--- DATA SUPPLIED ---
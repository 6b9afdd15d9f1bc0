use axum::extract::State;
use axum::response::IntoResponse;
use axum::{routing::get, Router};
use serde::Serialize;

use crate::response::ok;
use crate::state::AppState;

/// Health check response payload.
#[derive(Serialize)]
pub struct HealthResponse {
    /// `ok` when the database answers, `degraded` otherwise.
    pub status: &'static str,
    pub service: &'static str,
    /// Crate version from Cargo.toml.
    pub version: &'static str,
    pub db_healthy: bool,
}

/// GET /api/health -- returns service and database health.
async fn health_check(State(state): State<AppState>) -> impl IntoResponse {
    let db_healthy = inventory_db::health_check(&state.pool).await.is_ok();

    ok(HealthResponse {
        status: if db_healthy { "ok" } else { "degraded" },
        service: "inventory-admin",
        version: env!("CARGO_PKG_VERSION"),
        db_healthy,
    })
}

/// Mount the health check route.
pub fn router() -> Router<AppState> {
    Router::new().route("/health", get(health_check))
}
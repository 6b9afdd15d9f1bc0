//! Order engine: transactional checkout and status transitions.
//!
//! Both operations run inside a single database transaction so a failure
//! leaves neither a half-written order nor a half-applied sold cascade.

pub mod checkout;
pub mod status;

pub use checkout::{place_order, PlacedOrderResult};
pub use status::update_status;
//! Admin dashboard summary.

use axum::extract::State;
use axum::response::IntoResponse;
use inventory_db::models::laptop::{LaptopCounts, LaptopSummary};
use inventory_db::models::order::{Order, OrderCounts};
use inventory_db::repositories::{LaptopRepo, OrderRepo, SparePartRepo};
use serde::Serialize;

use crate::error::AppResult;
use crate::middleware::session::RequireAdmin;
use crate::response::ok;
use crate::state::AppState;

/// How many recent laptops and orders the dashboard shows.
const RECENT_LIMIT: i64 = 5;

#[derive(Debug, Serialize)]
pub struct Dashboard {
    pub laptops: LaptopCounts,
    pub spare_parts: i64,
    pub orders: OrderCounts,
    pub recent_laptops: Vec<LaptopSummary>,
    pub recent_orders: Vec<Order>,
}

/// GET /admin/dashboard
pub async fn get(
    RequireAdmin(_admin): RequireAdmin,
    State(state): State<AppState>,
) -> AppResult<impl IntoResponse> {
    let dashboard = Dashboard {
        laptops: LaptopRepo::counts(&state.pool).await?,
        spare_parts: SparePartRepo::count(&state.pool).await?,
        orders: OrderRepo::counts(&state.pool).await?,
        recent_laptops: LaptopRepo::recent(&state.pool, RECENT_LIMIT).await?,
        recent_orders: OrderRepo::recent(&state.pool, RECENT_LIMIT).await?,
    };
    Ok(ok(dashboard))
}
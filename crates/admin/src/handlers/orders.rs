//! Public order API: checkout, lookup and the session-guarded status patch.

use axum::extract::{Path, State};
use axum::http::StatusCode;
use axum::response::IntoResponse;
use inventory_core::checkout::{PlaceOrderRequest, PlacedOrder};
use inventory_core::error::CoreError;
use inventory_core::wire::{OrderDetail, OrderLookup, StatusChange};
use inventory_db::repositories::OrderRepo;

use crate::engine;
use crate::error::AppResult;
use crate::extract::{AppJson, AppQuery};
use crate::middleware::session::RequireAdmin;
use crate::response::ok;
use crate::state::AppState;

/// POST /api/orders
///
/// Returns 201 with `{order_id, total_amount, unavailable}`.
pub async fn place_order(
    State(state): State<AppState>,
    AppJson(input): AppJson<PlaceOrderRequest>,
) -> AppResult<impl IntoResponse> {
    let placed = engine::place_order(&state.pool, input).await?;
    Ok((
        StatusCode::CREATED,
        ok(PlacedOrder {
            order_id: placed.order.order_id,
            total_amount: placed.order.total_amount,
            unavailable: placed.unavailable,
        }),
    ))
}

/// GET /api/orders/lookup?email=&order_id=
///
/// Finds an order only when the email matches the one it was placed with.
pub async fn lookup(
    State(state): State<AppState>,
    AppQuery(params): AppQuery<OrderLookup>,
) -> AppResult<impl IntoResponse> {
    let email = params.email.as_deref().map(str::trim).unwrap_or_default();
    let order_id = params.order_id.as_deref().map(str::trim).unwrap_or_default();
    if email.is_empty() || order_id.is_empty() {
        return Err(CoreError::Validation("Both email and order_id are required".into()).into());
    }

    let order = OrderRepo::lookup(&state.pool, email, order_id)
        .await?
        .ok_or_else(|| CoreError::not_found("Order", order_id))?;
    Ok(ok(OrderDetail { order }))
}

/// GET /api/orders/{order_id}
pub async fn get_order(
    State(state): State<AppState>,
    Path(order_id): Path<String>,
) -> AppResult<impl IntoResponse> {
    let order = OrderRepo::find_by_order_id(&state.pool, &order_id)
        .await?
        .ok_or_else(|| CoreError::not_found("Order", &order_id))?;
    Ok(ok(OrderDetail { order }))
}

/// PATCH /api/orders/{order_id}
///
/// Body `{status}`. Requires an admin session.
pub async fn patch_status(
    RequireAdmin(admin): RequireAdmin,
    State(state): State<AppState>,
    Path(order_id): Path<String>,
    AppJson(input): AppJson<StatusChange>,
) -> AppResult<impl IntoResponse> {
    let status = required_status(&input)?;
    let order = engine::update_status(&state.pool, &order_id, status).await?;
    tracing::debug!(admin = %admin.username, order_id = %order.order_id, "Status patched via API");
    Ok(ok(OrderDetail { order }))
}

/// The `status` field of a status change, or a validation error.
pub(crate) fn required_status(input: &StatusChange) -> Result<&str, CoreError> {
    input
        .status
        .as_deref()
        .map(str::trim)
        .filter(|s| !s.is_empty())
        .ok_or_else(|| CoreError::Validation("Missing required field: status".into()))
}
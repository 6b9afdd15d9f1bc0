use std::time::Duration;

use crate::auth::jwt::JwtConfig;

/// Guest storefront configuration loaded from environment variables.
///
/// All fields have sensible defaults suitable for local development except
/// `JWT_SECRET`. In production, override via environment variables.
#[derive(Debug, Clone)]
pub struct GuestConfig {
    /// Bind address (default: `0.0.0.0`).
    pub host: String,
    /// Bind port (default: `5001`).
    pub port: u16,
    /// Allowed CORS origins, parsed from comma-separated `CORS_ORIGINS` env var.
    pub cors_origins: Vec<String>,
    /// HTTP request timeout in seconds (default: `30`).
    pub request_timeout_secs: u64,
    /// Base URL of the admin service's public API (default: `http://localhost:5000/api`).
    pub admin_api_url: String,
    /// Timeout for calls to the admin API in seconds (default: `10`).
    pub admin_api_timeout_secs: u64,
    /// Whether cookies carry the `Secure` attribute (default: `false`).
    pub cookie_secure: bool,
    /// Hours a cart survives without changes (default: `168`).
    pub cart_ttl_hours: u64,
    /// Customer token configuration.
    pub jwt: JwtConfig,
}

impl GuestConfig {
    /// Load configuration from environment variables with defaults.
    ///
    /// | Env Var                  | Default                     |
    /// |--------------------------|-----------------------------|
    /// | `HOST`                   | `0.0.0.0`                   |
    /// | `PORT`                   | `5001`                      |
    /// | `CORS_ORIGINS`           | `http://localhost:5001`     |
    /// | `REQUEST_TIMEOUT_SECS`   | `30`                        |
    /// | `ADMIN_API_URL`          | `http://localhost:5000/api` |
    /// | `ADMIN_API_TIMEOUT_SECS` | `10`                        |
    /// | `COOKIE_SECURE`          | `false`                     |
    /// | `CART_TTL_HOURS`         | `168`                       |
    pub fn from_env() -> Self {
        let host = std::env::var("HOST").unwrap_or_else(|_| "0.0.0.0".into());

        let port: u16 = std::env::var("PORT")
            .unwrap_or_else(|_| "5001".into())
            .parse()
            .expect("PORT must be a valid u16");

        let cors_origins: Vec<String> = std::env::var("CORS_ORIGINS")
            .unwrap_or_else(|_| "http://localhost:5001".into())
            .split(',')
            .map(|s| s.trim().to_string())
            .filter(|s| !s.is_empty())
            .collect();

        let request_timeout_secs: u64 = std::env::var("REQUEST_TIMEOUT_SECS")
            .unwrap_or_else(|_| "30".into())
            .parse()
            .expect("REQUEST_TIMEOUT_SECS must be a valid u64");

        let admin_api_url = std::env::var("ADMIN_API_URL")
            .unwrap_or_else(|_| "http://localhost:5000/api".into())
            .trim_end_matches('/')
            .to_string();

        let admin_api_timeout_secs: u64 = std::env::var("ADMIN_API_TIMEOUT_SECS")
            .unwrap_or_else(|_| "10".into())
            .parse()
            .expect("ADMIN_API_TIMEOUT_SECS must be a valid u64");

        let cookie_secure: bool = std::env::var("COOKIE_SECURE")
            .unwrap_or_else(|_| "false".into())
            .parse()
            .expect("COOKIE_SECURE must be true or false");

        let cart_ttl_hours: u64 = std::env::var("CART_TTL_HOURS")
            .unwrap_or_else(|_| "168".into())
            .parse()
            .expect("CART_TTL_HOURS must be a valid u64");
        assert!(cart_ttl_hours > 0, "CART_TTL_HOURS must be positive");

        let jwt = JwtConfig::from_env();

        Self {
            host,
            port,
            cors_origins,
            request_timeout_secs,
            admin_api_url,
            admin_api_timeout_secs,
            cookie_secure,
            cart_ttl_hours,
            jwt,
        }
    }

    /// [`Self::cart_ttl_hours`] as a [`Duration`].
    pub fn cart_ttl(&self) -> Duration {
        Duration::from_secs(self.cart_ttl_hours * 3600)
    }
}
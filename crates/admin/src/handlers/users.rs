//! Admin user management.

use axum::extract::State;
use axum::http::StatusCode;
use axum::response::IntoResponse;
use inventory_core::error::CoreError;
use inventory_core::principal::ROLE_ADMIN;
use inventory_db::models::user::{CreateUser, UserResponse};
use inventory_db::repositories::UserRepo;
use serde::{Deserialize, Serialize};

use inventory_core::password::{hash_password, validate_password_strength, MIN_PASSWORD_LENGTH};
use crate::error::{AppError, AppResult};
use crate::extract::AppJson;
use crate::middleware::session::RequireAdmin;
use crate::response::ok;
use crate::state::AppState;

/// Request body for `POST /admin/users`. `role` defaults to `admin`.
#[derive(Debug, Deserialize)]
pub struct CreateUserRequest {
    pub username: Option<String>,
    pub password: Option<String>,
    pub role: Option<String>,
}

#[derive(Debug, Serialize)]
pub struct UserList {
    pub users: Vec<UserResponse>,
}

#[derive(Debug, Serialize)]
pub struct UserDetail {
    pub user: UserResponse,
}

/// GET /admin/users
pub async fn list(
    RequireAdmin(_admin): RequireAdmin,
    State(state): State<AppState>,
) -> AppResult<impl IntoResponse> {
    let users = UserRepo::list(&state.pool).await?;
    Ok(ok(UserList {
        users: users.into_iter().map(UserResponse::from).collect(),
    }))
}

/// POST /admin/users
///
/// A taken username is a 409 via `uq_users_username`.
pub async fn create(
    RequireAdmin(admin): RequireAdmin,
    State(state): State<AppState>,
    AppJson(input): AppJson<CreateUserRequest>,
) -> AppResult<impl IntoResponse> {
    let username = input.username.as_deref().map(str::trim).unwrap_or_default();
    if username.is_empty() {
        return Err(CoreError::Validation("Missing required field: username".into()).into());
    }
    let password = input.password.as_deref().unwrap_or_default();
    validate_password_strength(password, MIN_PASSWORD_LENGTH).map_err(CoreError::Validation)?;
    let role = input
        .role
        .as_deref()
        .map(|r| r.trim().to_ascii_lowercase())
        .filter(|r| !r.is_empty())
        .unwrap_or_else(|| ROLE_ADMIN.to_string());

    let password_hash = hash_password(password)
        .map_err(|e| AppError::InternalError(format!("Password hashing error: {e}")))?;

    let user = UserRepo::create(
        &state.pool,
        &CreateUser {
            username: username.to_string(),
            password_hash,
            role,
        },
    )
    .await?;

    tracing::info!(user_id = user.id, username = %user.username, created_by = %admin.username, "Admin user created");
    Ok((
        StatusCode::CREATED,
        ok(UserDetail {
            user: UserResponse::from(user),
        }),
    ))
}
---
● ASSIGNMENT: From the records above, copy each line in which the string "version" occurs.

● THE ANSWER:
    /// Crate version from Cargo.toml.
    pub version: &'static str,
        version: env!("CARGO_PKG_VERSION"),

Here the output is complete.